In [3]:
%matplotlib notebook
import matplotlib as mpl
mpl.get_backend()
import matplotlib.pyplot as plt
import numpy as np
from scipy import stats
plt.style.use('ggplot')
size = (12,10)

# Introduction to Linear and Polynomial Regression and Interpolation

**GOALS**:

* Understand the meaning of linear and polynomial lines of best fit

* Use Python to visualize and find lines of best fit

* Use Python to examine RMSE and the Correlation of Coefficient

---

### What is Linear Regression and a "GOOD FIT"

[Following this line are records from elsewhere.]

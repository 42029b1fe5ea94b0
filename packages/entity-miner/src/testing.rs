//! Testing utilities including mock implementations.
//!
//! Useful for testing code that runs the mining workflow without a hosted
//! model or a vector database.

use async_trait::async_trait;
use std::collections::{HashMap, HashSet};
use std::sync::atomic::{AtomicUsize, Ordering};
use std::sync::{Arc, RwLock};
use std::time::Duration;

use crate::deps::MinerDeps;
use crate::error::{MinerError, Result};
use crate::stores::MemoryTemplateStore;
use crate::traits::{
    embedder::Embedder,
    model::{InvocationRequest, ModelInvoker, RawResponse},
    template_store::TemplateStore,
    vector_store::{DocumentBatch, VectorHit, VectorStore},
};
use crate::types::template::{template_types, PromptTemplate};

/// A scripted model.
///
/// Responses are routed by a key matched against the request's system
/// prompt; the longest matching key wins. The [`fixture_templates`] embed
/// their template type in the system prompt, so template types work as keys.
#[derive(Default)]
pub struct MockModel {
    /// Message content by routing key
    responses: Arc<RwLock<HashMap<String, String>>>,

    /// Keys that fail with a transport error
    failures: Arc<RwLock<HashSet<String>>>,

    /// Artificial latency per call
    delay: Option<Duration>,

    /// Call tracking for assertions
    calls: Arc<RwLock<Vec<InvocationRequest>>>,
    in_flight: AtomicUsize,
    max_in_flight: AtomicUsize,
}

impl MockModel {
    pub fn new() -> Self {
        Self::default()
    }

    /// Answer requests matching `key` with `content` (wrapped in a completion
    /// body).
    pub fn with_response(self, key: impl Into<String>, content: impl Into<String>) -> Self {
        self.responses
            .write()
            .unwrap()
            .insert(key.into(), content.into());
        self
    }

    /// Fail requests matching `key` with a transport error.
    pub fn failing_on(self, key: impl Into<String>) -> Self {
        self.failures.write().unwrap().insert(key.into());
        self
    }

    /// Sleep this long inside every call.
    pub fn with_delay(mut self, delay: Duration) -> Self {
        self.delay = Some(delay);
        self
    }

    /// All requests received, in call order.
    pub fn requests(&self) -> Vec<InvocationRequest> {
        self.calls.read().unwrap().clone()
    }

    /// Instruction prompts received, in call order.
    pub fn instruction_prompts(&self) -> Vec<String> {
        self.calls
            .read()
            .unwrap()
            .iter()
            .map(|r| r.instruction_prompt.clone())
            .collect()
    }

    pub fn call_count(&self) -> usize {
        self.calls.read().unwrap().len()
    }

    /// Highest number of calls that were running at once.
    pub fn max_in_flight(&self) -> usize {
        self.max_in_flight.load(Ordering::SeqCst)
    }

    /// Clear call history.
    pub fn clear_calls(&self) {
        self.calls.write().unwrap().clear();
    }

    fn route<'a, I: IntoIterator<Item = &'a String>>(keys: I, system_prompt: &str) -> Option<&'a String> {
        keys.into_iter()
            .filter(|k| system_prompt.contains(k.as_str()))
            .max_by_key(|k| k.len())
    }

    fn respond(&self, request: &InvocationRequest) -> Result<RawResponse> {
        let failures = self.failures.read().unwrap();
        let responses = self.responses.read().unwrap();

        let failing = Self::route(failures.iter(), &request.system_prompt);
        let answering = Self::route(responses.keys(), &request.system_prompt);

        match (failing, answering) {
            (Some(fail), Some(answer)) if answer.len() > fail.len() => {
                Ok(RawResponse::from_content(&responses[answer]))
            }
            (Some(fail), _) => Err(MinerError::Transport(Box::new(std::io::Error::new(
                std::io::ErrorKind::Other,
                format!("mock failure for {}", fail),
            )))),
            (None, Some(answer)) => Ok(RawResponse::from_content(&responses[answer])),
            (None, None) => Err(MinerError::Transport(Box::new(std::io::Error::new(
                std::io::ErrorKind::Other,
                "no scripted response",
            )))),
        }
    }
}

#[async_trait]
impl ModelInvoker for MockModel {
    async fn invoke(&self, request: &InvocationRequest) -> Result<RawResponse> {
        self.calls.write().unwrap().push(request.clone());

        let running = self.in_flight.fetch_add(1, Ordering::SeqCst) + 1;
        self.max_in_flight.fetch_max(running, Ordering::SeqCst);
        if let Some(delay) = self.delay {
            tokio::time::sleep(delay).await;
        }
        let result = self.respond(request);
        self.in_flight.fetch_sub(1, Ordering::SeqCst);

        result
    }
}

/// Deterministic bag-of-words embedder.
///
/// Each lowercase token is hashed into one of `DIMENSIONS` buckets, so texts
/// sharing words get nearby vectors.
#[derive(Default)]
pub struct MockEmbedder {
    calls: Arc<RwLock<Vec<Vec<String>>>>,
}

impl MockEmbedder {
    pub const DIMENSIONS: usize = 16;

    pub fn new() -> Self {
        Self::default()
    }

    /// Texts of each `embed_batch` call, in call order.
    pub fn calls(&self) -> Vec<Vec<String>> {
        self.calls.read().unwrap().clone()
    }

    pub fn vector(text: &str) -> Vec<f32> {
        let mut vector = vec![0.0; Self::DIMENSIONS];
        for token in text
            .split(|c: char| !c.is_alphanumeric())
            .filter(|t| !t.is_empty())
        {
            let bucket = token
                .to_lowercase()
                .bytes()
                .fold(0usize, |h, b| h.wrapping_mul(31).wrapping_add(b as usize));
            vector[bucket % Self::DIMENSIONS] += 1.0;
        }
        vector
    }
}

#[async_trait]
impl Embedder for MockEmbedder {
    async fn embed(&self, text: &str) -> Result<Vec<f32>> {
        Ok(self.embed_batch(&[text]).await?.remove(0))
    }

    async fn embed_batch(&self, texts: &[&str]) -> Result<Vec<Vec<f32>>> {
        self.calls
            .write()
            .unwrap()
            .push(texts.iter().map(|t| t.to_string()).collect());
        Ok(texts.iter().map(|t| Self::vector(t)).collect())
    }
}

/// Template store whose every call fails.
pub struct FailingTemplateStore;

#[async_trait]
impl TemplateStore for FailingTemplateStore {
    async fn get(&self, _scope: &str, _template_type: &str) -> Result<Option<PromptTemplate>> {
        Err(MinerError::storage("template store unavailable"))
    }

    async fn put(&self, _template: &PromptTemplate) -> Result<()> {
        Err(MinerError::storage("template store unavailable"))
    }

    async fn list(&self, _scope: &str) -> Result<Vec<PromptTemplate>> {
        Err(MinerError::storage("template store unavailable"))
    }
}

/// Vector store whose every call fails.
pub struct FailingVectorStore;

#[async_trait]
impl VectorStore for FailingVectorStore {
    async fn add(&self, _collection: &str, _batch: DocumentBatch) -> Result<()> {
        Err(MinerError::storage("vector store unavailable"))
    }

    async fn query(&self, _collection: &str, _text: &str, _k: usize) -> Result<Vec<VectorHit>> {
        Err(MinerError::storage("vector store unavailable"))
    }
}

/// A global template for every built-in stage.
///
/// Each system prompt starts with `[template_type]` for [`MockModel`] routing.
pub fn fixture_templates() -> MemoryTemplateStore {
    let system = |template_type: &str| {
        format!("[{}] You are a literary analyst of long-form fiction.", template_type)
    };
    let profile = "Profile the {entity_name} of this {genre} text.\n\n{text}";

    MemoryTemplateStore::with_templates([
        PromptTemplate::global(
            template_types::GENRE_DETERMINATION,
            system(template_types::GENRE_DETERMINATION),
            "Determine the genre of the text below. Answer as {{\"reasoning\": ..., \"genre\": ...}}.\n\n{text}",
        ),
        PromptTemplate::global(
            template_types::ENTITY_EXTRACTION,
            system(template_types::ENTITY_EXTRACTION),
            "This is a {genre} text. List every named entity with its category and significance.\n\n{text}",
        ),
        PromptTemplate::global(
            template_types::PERSON_PROFILER,
            system(template_types::PERSON_PROFILER),
            "Profile {entity_name} from this {genre} text.\nThey are a {significance} character, so go into detail.\n\n{text}",
        ),
        PromptTemplate::global(
            template_types::LOCATION_PROFILER,
            system(template_types::LOCATION_PROFILER),
            profile,
        ),
        PromptTemplate::global(
            template_types::EVENT_PROFILER,
            system(template_types::EVENT_PROFILER),
            profile,
        ),
        PromptTemplate::global(
            template_types::OBJECT_PROFILER,
            system(template_types::OBJECT_PROFILER),
            profile,
        ),
        PromptTemplate::global(
            template_types::ORGANIZATION_PROFILER,
            system(template_types::ORGANIZATION_PROFILER),
            profile,
        ),
    ])
}

/// In-memory deps with the fixture templates and the given model.
pub fn fixture_deps(model: Arc<dyn ModelInvoker>) -> MinerDeps {
    MinerDeps::in_memory(Arc::new(fixture_templates()), model)
}

/// Model answers in the shape each stage expects, fenced like a real model's.
pub mod responses {
    use serde_json::{json, Value};

    use crate::types::entity::ExtractedEntity;

    fn fenced(value: Value) -> String {
        format!("Here is my answer.\n```json\n{}\n```", value)
    }

    pub fn genre(genre: &str) -> String {
        fenced(json!({
            "reasoning": "Swords, clans and ancestral spirits.",
            "genre": genre,
        }))
    }

    /// A bare list, as models often answer.
    pub fn entities(entities: &[ExtractedEntity]) -> String {
        fenced(json!(entities))
    }

    pub fn person(name: &str) -> String {
        fenced(json!({
            "name": name,
            "titles_and_nicknames": [],
            "role": "Protagonist",
            "personality": "Stubborn",
        }))
    }

    pub fn location(name: &str) -> String {
        fenced(json!({
            "primary_name": name,
            "description": "A treacherous jungle realm.",
            "prominent_entities_associated": ["Ssarki"],
        }))
    }

    pub fn event(name: &str) -> String {
        fenced(json!({ "primary_name": name, "description": "A battle." }))
    }

    pub fn object(name: &str) -> String {
        fenced(json!({ "name": name, "type": "Weapon", "owner": "Balasar" }))
    }

    pub fn organization(name: &str) -> String {
        fenced(json!({ "primary_name": name, "type": "Clan" }))
    }
}

#[cfg(test)]
mod tests {
    use super::*;
    use crate::types::config::SamplingParams;

    fn request(system: &str) -> InvocationRequest {
        InvocationRequest::new("m", system, "instruction", SamplingParams::default()).unwrap()
    }

    #[tokio::test]
    async fn test_routes_by_longest_key() {
        let model = MockModel::new()
            .with_response("profiler", "short")
            .with_response("person_profiler", "long");

        let raw = model.invoke(&request("[entity_miner_person_profiler] ...")).await.unwrap();
        assert!(raw.body.contains("long"));
        assert_eq!(model.call_count(), 1);
    }

    #[tokio::test]
    async fn test_failure_and_unscripted() {
        let model = MockModel::new().failing_on("genre");
        assert!(model.invoke(&request("[genre]")).await.is_err());
        assert!(model.invoke(&request("[other]")).await.is_err());
        assert_eq!(model.call_count(), 2);
    }

    #[tokio::test]
    async fn test_fixture_templates_are_complete() {
        let store = fixture_templates();
        let templates = store.list("global").await.unwrap();
        assert_eq!(templates.len(), 7);
        assert!(templates.iter().all(PromptTemplate::is_complete));
    }
}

From the text, we have the first dataset where $t$ represented the number of years since 1900 and $G$ represents the gross receipts in billions for each year.  We can plot this and compare the fit of the linear equation given on p88.

$$G = 3.129t - 258.81$$

First, we create and plot our data.

In [4]:
t = [98, 99, 100, 101, 102, 103]
G = [48.0, 51.45, 54.04, 55.94, 60.49, 64.10]

In [5]:
plt.plot(t, G, 'o')

<IPython.core.display.Javascript object>

[<matplotlib.lines.Line2D at 0x7ffa9809c3d0>]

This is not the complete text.